# YOUR GOAL
From the listing below, pull out all lines with "impl" in them.
-------- STUDY MATERIAL --------
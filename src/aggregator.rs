use crate::issue::{round1, AuditScore, Category, Issue, Severity};
use anyhow::Result;
use regex::Regex;
use serde::{Deserialize, Serialize};
use std::collections::BTreeMap;
use uuid::Uuid;

/// How many of the highest-priority issues make the shortlist.
pub const TOP_ISSUE_COUNT: usize = 5;

/// An issue enriched for cross-category ranking. Derived once per run;
/// a new audit run produces an entirely new set.
#[derive(Debug, Clone, Serialize, Deserialize)]
pub struct ComprehensiveIssue {
    /// Stable within one run only.
    pub id: String,
    pub category: Category,
    #[serde(rename = "type")]
    pub issue_type: String,
    pub severity: Severity,
    pub location: String,
    pub description: String,
    pub recommendation: String,
    /// 1–100, severity weight scaled by category weight.
    pub priority: u32,
    pub impact: String,
}

/// The full cross-category audit result.
#[derive(Debug, Clone, Serialize, Deserialize)]
pub struct ComprehensiveAudit {
    pub page: String,
    /// Category results that actually ran; a failed category is absent.
    pub categories: BTreeMap<Category, AuditScore>,
    /// Unweighted mean of the present category scores, one decimal.
    pub overall_score: f64,
    pub timestamp: String,
    /// Every issue, sorted descending by priority. Ties keep insertion order.
    pub all_issues: Vec<ComprehensiveIssue>,
    /// The first `TOP_ISSUE_COUNT` of `all_issues`.
    pub top_issues: Vec<ComprehensiveIssue>,
    pub issues_by_category: BTreeMap<Category, Vec<ComprehensiveIssue>>,
    pub issues_by_severity: BTreeMap<Severity, Vec<ComprehensiveIssue>>,
}

impl ComprehensiveAudit {
    pub fn severity_count(&self, severity: Severity) -> usize {
        self.issues_by_severity
            .get(&severity)
            .map(|issues| issues.len())
            .unwrap_or(0)
    }
}

/// Cross-category ranking: `round(severity weight x category weight)`.
pub fn priority_for(severity: Severity, category: Category) -> u32 {
    (severity.weight() * category.weight()).round() as u32
}

/// Splits a rendered `"{SEVERITY}: {description}"` string back into parts.
/// A line without a recognizable severity prefix defaults to low and is
/// surfaced as-is, never dropped.
pub fn parse_issue_line(line: &str) -> (Severity, String) {
    if let Some((prefix, rest)) = line.split_once(": ") {
        if let Some(severity) = Severity::parse(prefix) {
            return (severity, rest.to_string());
        }
    }
    (Severity::Low, line.to_string())
}

/// Merges per-category results into one ranked, grouped report. Pattern
/// tables are data, not branching logic: new types are additive edits.
pub struct Aggregator {
    type_patterns: Vec<(Regex, &'static str)>,
    location_patterns: Vec<(Regex, &'static str)>,
}

impl Aggregator {
    pub fn new() -> Result<Self> {
        // Ordered, first match wins.
        let type_table: &[(&str, &str)] = &[
            (r"(?i)contrast", "contrast"),
            (r"(?i)keyboard|tabindex|tab order", "keyboard-navigation"),
            (r"(?i)aria|screen reader|accessible name|landmark|\blabel", "aria"),
            (r"(?i)focus", "focus-indicators"),
            (r"(?i)image|\bimg\b|alt text|lazy", "image-optimization"),
            (r"(?i)bundle|javascript|\bchunk\b|css size|stylesheet", "bundle-size"),
            (r"(?i)touch target|tappable", "touch-targets"),
            (r"(?i)viewport|overflow|scrolls horizontally|fixed width|responsive", "responsive"),
            (r"(?i)font size|text size|readable", "font-size"),
            (
                r"(?i)spacing|margin|padding|color|palette|font famil|float|layout|style variation",
                "visual-consistency",
            ),
            (
                r"(?i)loading|spinner|empty|error|confirmation|progress|cursor|animate|undo",
                "interaction-design",
            ),
        ];
        let location_table: &[(&str, &str)] = &[
            (r"(?i)dashboard", "Dashboard"),
            (r"(?i)header", "Header"),
            (r"(?i)footer", "Footer"),
            (r"(?i)\bnav", "Navigation"),
            (r"(?i)form|input|field", "Forms"),
            (r"(?i)button|submit", "Buttons"),
            (r"(?i)image|\bimg\b|photo", "Images"),
        ];

        let compile = |table: &[(&str, &'static str)]| -> Result<Vec<(Regex, &'static str)>> {
            table
                .iter()
                .map(|(pattern, label)| Ok((Regex::new(pattern)?, *label)))
                .collect()
        };

        Ok(Self {
            type_patterns: compile(type_table)?,
            location_patterns: compile(location_table)?,
        })
    }

    /// Best-effort type inference over free text. Approximate by design.
    pub fn classify_type(&self, description: &str) -> String {
        self.type_patterns
            .iter()
            .find(|(pattern, _)| pattern.is_match(description))
            .map(|(_, label)| label.to_string())
            .unwrap_or_else(|| "general".to_string())
    }

    /// Best-effort location inference over free text.
    pub fn infer_location(&self, description: &str) -> String {
        self.location_patterns
            .iter()
            .find(|(pattern, _)| pattern.is_match(description))
            .map(|(_, label)| label.to_string())
            .unwrap_or_else(|| "General".to_string())
    }

    fn enrich(&self, category: Category, issue: &Issue, fallback_rec: &str) -> ComprehensiveIssue {
        let issue_type = self.classify_type(&issue.description);
        let location = {
            let inferred = self.infer_location(&issue.description);
            if inferred == "General" && !issue.element.is_empty() && issue.element != "various" {
                issue.element.clone()
            } else {
                inferred
            }
        };
        let recommendation = if issue.recommendation.is_empty() {
            fallback_rec.to_string()
        } else {
            issue.recommendation.clone()
        };
        ComprehensiveIssue {
            id: Uuid::new_v4().to_string(),
            category,
            severity: issue.severity,
            priority: priority_for(issue.severity, category),
            impact: impact_for(&issue_type, issue.severity),
            issue_type,
            location,
            description: issue.description.clone(),
            recommendation,
        }
    }

    /// Issues for one category: the structured findings when present,
    /// otherwise re-parsed from the rendered issue strings.
    fn category_issues(&self, category: Category, score: &AuditScore) -> Vec<ComprehensiveIssue> {
        let fallback_rec = score
            .recommendations
            .first()
            .map(String::as_str)
            .unwrap_or("");
        if !score.findings.is_empty() {
            return score
                .findings
                .iter()
                .map(|issue| self.enrich(category, issue, fallback_rec))
                .collect();
        }
        score
            .issues
            .iter()
            .map(|line| {
                let (severity, description) = parse_issue_line(line);
                let issue = Issue::new(category, "", severity, "", description, "");
                self.enrich(category, &issue, fallback_rec)
            })
            .collect()
    }

    /// Merge, rank, group. Order matters for determinism: issues are
    /// gathered in fixed category order, then stably sorted by priority.
    pub fn aggregate(
        &self,
        page: &str,
        categories: BTreeMap<Category, AuditScore>,
    ) -> ComprehensiveAudit {
        let mut all_issues: Vec<ComprehensiveIssue> = Vec::new();
        for category in Category::ALL {
            if let Some(score) = categories.get(&category) {
                all_issues.extend(self.category_issues(category, score));
            }
        }

        // Stable: equal priorities keep insertion order.
        all_issues.sort_by(|a, b| b.priority.cmp(&a.priority));

        let top_issues: Vec<ComprehensiveIssue> =
            all_issues.iter().take(TOP_ISSUE_COUNT).cloned().collect();

        let mut issues_by_category: BTreeMap<Category, Vec<ComprehensiveIssue>> = BTreeMap::new();
        let mut issues_by_severity: BTreeMap<Severity, Vec<ComprehensiveIssue>> = BTreeMap::new();
        for issue in &all_issues {
            issues_by_category
                .entry(issue.category)
                .or_default()
                .push(issue.clone());
            issues_by_severity
                .entry(issue.severity)
                .or_default()
                .push(issue.clone());
        }

        let overall_score = if categories.is_empty() {
            0.0
        } else {
            round1(categories.values().map(|s| s.score).sum::<f64>() / categories.len() as f64)
        };

        ComprehensiveAudit {
            page: page.to_string(),
            categories,
            overall_score,
            timestamp: chrono::Utc::now().to_rfc3339(),
            all_issues,
            top_issues,
            issues_by_category,
            issues_by_severity,
        }
    }
}

/// Impact sentences keyed by inferred type and severity, with a generic
/// fallback.
fn impact_for(issue_type: &str, severity: Severity) -> String {
    const IMPACTS: &[(&str, Severity, &str)] = &[
        ("contrast", Severity::Critical, "Users with low vision cannot read the affected text"),
        ("contrast", Severity::High, "Text is hard to read for users with low vision"),
        ("aria", Severity::High, "Screen reader users cannot identify the control"),
        ("keyboard-navigation", Severity::Medium, "Keyboard users hit controls in a confusing order"),
        ("focus-indicators", Severity::High, "Keyboard users cannot see where they are on the page"),
        ("touch-targets", Severity::High, "Mobile users will mis-tap neighbouring controls"),
        ("responsive", Severity::Critical, "The page is effectively unusable on phones"),
        ("responsive", Severity::High, "Mobile users must scroll sideways to reach content"),
        ("bundle-size", Severity::Critical, "Every visitor waits noticeably longer for first load"),
        ("bundle-size", Severity::High, "Load time suffers on average connections"),
        ("image-optimization", Severity::Medium, "Images load slowly and shift the layout"),
        ("font-size", Severity::Medium, "Body text strains to read on small screens"),
        ("interaction-design", Severity::High, "Users cannot tell whether their action worked"),
        ("interaction-design", Severity::Medium, "The interface feels unresponsive or unfinished"),
    ];
    IMPACTS
        .iter()
        .find(|(t, s, _)| *t == issue_type && *s == severity)
        .map(|(_, _, text)| text.to_string())
        .unwrap_or_else(|| format!("{} impact on user experience", severity.title()))
}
--------
# SOLUTION FOR THIS TASK
impl ComprehensiveAudit {
impl Aggregator {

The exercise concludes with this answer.